Exercise objective
Repeat word for word every line from the one holding "course_code = extract_course_code(&title).map(str::to_string);" to the end of the material below.

• • • • • • •

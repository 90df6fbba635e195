//! Schedule items and course-code extraction.
//!
//! A [`ScheduleItem`] is the planning-level view of one calendar entry: a
//! title, the day it falls on, the course it belongs to and a short
//! description. Items serialize with the field names the planner prompt
//! expects (`title`, `date`, `courseCode`, `desc`).

use std::sync::LazyLock;

use chrono::NaiveDate;
use regex::Regex;
use serde::{Deserialize, Serialize};

/// Course codes: three uppercase letters followed by four digits.
static COURSE_CODE_REGEX: LazyLock<Regex> =
    LazyLock::new(|| Regex::new(r"[A-Z]{3}[0-9]{4}").expect("Invalid course code regex"));

/// Title used when an entry has no summary.
pub const UNTITLED: &str = "(Untitled)";

/// Maximum description length, in characters.
pub const DESCRIPTION_LIMIT: usize = 50;

/// Returns the first course code in `title`, if any.
///
/// Matching is case-sensitive and ignores word boundaries, so `"XCSI21015"`
/// yields `"CSI2101"`.
pub fn extract_course_code(title: &str) -> Option<&str> {
    COURSE_CODE_REGEX.find(title).map(|m| m.as_str())
}

/// Truncates `text` to at most `limit` characters.
pub fn truncate_chars(text: &str, limit: usize) -> String {
    text.chars().take(limit).collect()
}

/// One normalized schedule entry.
#[derive(Debug, Clone, PartialEq, Eq, Serialize, Deserialize)]
#[serde(rename_all = "camelCase")]
pub struct ScheduleItem {
    /// Entry title, never empty.
    pub title: String,
    /// Day of the entry, serialized as `YYYY-MM-DD`.
    pub date: NaiveDate,
    /// Course code found in the title or supplied during review.
    pub course_code: Option<String>,
    /// Description, at most [`DESCRIPTION_LIMIT`] characters.
    pub desc: String,
}

impl ScheduleItem {
    /// Builds an item from raw parts.
    ///
    /// Blank titles become [`UNTITLED`], the course code is extracted from the
    /// title and the description is truncated.
    pub fn new(title: Option<&str>, date: NaiveDate, description: Option<&str>) -> Self {
        let title = title
            .filter(|t| !t.trim().is_empty())
            .unwrap_or(UNTITLED)
            .to_string();
        let course_code = extract_course_code(&title).map(str::to_string);
        let desc = truncate_chars(description.unwrap_or_default(), DESCRIPTION_LIMIT);

        Self {
            title,
            date,
            course_code,
            desc,
        }
    }

    /// Returns the date in `YYYY-MM-DD` form.
    pub fn date_string(&self) -> String {
        self.date.format("%Y-%m-%d").to_string()
    }

    /// Returns true if the item still needs a course code from the user.
    pub fn needs_review(&self) -> bool {
        self.course_code.is_none()
    }

    /// Applies a user-supplied course code. Blank input clears it.
    pub fn set_course_code(&mut self, code: &str) {
        let code = code.trim();
        self.course_code = if code.is_empty() {
            None
        } else {
            Some(code.to_string())
        };
    }
}

/// Sorts items ascending by date, keeping feed order for equal dates.
pub fn sort_by_date(items: &mut [ScheduleItem]) {
    items.sort_by(|a, b| a.date.cmp(&b.date));
}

• • • • • • •

Answer to the exercise
        let course_code = extract_course_code(&title).map(str::to_string);
        let desc = truncate_chars(description.unwrap_or_default(), DESCRIPTION_LIMIT);

        Self {
            title,
            date,
            course_code,
            desc,
        }
    }

    /// Returns the date in `YYYY-MM-DD` form.
    pub fn date_string(&self) -> String {
        self.date.format("%Y-%m-%d").to_string()
    }

    /// Returns true if the item still needs a course code from the user.
    pub fn needs_review(&self) -> bool {
        self.course_code.is_none()
    }

    /// Applies a user-supplied course code. Blank input clears it.
    pub fn set_course_code(&mut self, code: &str) {
        let code = code.trim();
        self.course_code = if code.is_empty() {
            None
        } else {
            Some(code.to_string())
        };
    }
}

/// Sorts items ascending by date, keeping feed order for equal dates.
pub fn sort_by_date(items: &mut [ScheduleItem]) {
    items.sort_by(|a, b| a.date.cmp(&b.date));
}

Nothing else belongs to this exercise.